Worried that this cashew gravy recipe is too simple, and won't be flavorful enough? Try using seasoned salt instead of regular salt (but watch out for MSG in seasoned salt). Another idea is to add in some garlic powder, or, swap out the water for vegetable broth, or, better yet, just add one-half of a vegetarian bouillon cube into the mix while you are heating it up on the stove top. Just give it a good stir to make sure it dissolves well. Also, scroll down for a few tips about how to make the perfect vegetarian gravy. Hint: making a meat-free gravy is not actually all that different from any other gravy-making technique.
Even if you're not eating a vegetarian or vegan diet, this simple cashew-based gravy is an easy, healthy, low in fat and cholesterol free option to lighten up a Thanksgiving or holiday meal. It's a healthy alternative to a heavy meat-based sauce if you're trying to eat a little lighter or just want to make sure to save plenty of space for a Thanksgiving dessert!
- 2 cups water
- 1/2 cup raw cashews (un-roasted and un-salted)
- 2 tbsp. corn starch
- 2 tbsp. onion powder
- 1/2 tsp. salt
First, place all of the ingredients in a blender and blend it all together or medium or high speed until the mixture is perfectly smooth and creamy.

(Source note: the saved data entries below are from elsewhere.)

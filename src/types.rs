//! Core types for the feed adapter.

use serde::de::DeserializeOwned;
use serde_json::Value;
use std::fmt;

use crate::error::FeedError;

/// Unique identifier for a subscriber registration.
#[derive(Clone, Copy, PartialEq, Eq, Hash)]
pub struct SubscriberId(pub u64);

impl fmt::Debug for SubscriberId {
    fn fmt(&self, f: &mut fmt::Formatter<'_>) -> fmt::Result {
        write!(f, "SubscriberId({})", self.0)
    }
}

/// How raw payloads are decoded into snapshot data.
#[derive(Clone, Copy, Debug, PartialEq, Eq)]
pub enum DecodeMode {
    /// JSON, then integer, then the raw text itself. Never fails.
    Lenient,

    /// JSON only; anything else is published as a decode error.
    Strict,
}

impl Default for DecodeMode {
    fn default() -> Self {
        DecodeMode::Lenient
    }
}

/// Lifecycle states of a stream connection handle.
///
/// `Errored` is terminal for the handle: a new connection must be opened to
/// retry.
#[derive(Clone, Copy, Debug, PartialEq, Eq)]
pub enum ConnectionState {
    /// No connection exists.
    Idle,
    /// Connection establishment is in flight.
    Connecting,
    /// Live and delivering events.
    Open,
    /// Torn down locally.
    Closed,
    /// The transport reported a terminal failure.
    Errored,
}

impl ConnectionState {
    /// True while the stream is live.
    pub fn is_open(self) -> bool {
        matches!(self, ConnectionState::Open)
    }

    /// No further transitions happen from this state.
    pub fn is_terminal(self) -> bool {
        matches!(self, ConnectionState::Closed | ConnectionState::Errored)
    }
}

/// The latest observable state of a feed.
///
/// Snapshots are value types: once published they are never mutated, and
/// every update swaps in a fresh instance. Observers compare snapshots by
/// pointer identity (`Arc::ptr_eq`) to detect "no change".
#[derive(Clone, Debug, PartialEq)]
pub struct Snapshot {
    /// Last successfully decoded payload. `None` until the first message
    /// arrives, unless a seed value was configured.
    pub data: Option<Value>,

    /// Last decode or connection failure; cleared by the next successful
    /// message.
    pub error: Option<FeedError>,
}

impl Snapshot {
    /// Snapshot holding an optional seed value and no error.
    pub fn seeded(seed: Option<Value>) -> Self {
        Snapshot {
            data: seed,
            error: None,
        }
    }

    /// Deserialize the current data into a concrete type.
    ///
    /// Returns `None` when no data has arrived yet or when the payload does
    /// not match `T`.
    pub fn data_as<T: DeserializeOwned>(&self) -> Option<T> {
        self.data
            .clone()
            .and_then(|value| serde_json::from_value(value).ok())
    }
}

#[cfg(test)]
mod tests {
    use super::*;
    use serde_json::json;

    #[test]
    fn test_seeded_snapshot() {
        let snapshot = Snapshot::seeded(Some(json!(0)));
        assert_eq!(snapshot.data, Some(json!(0)));
        assert!(snapshot.error.is_none());

        let empty = Snapshot::seeded(None);
        assert!(empty.data.is_none());
    }

    #[test]
    fn test_data_as_typed_read() {
        let snapshot = Snapshot::seeded(Some(json!({"value": 7})));

        #[derive(serde::Deserialize, PartialEq, Debug)]
        struct Reading {
            value: i64,
        }

        assert_eq!(snapshot.data_as::<Reading>(), Some(Reading { value: 7 }));
        assert_eq!(snapshot.data_as::<String>(), None);
    }

    #[test]
    fn test_state_predicates() {
        assert!(ConnectionState::Open.is_open());
        assert!(!ConnectionState::Connecting.is_open());
        assert!(ConnectionState::Closed.is_terminal());
        assert!(ConnectionState::Errored.is_terminal());
        assert!(!ConnectionState::Idle.is_terminal());
    }
}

Next, transfer to a medium saucepan and place over medium heat. Heat the gravy, stirring constantly, until it becomes thick.
Add more water if the gravy becomes too thick. Enjoy!
Recipe tips / About making vegetarian gravy:
Making vegetarian and vegan gravies is a bit more of an art form than an exact science. Just like with making a gravy from meat trimmings and animal fats, it's the combination of the timing, constant stirring to avoid lumps and the proper heat which is needed to pull it all together.
Remember, just like a non-vegetarian gravy, your vegetarian gravy will thicken slightly as it cools, so add more or less liquid as needed and plan on the finished product being slightly thicker than what you see in the pan when you turn off the heat.
Another quick tip? Once you do turn off the heat, and even after you transfer the gravy to a serving container, continue to give it a couple more stirs to ensure an even consistency and to discourage any pesky last-minute lumps from trying to form.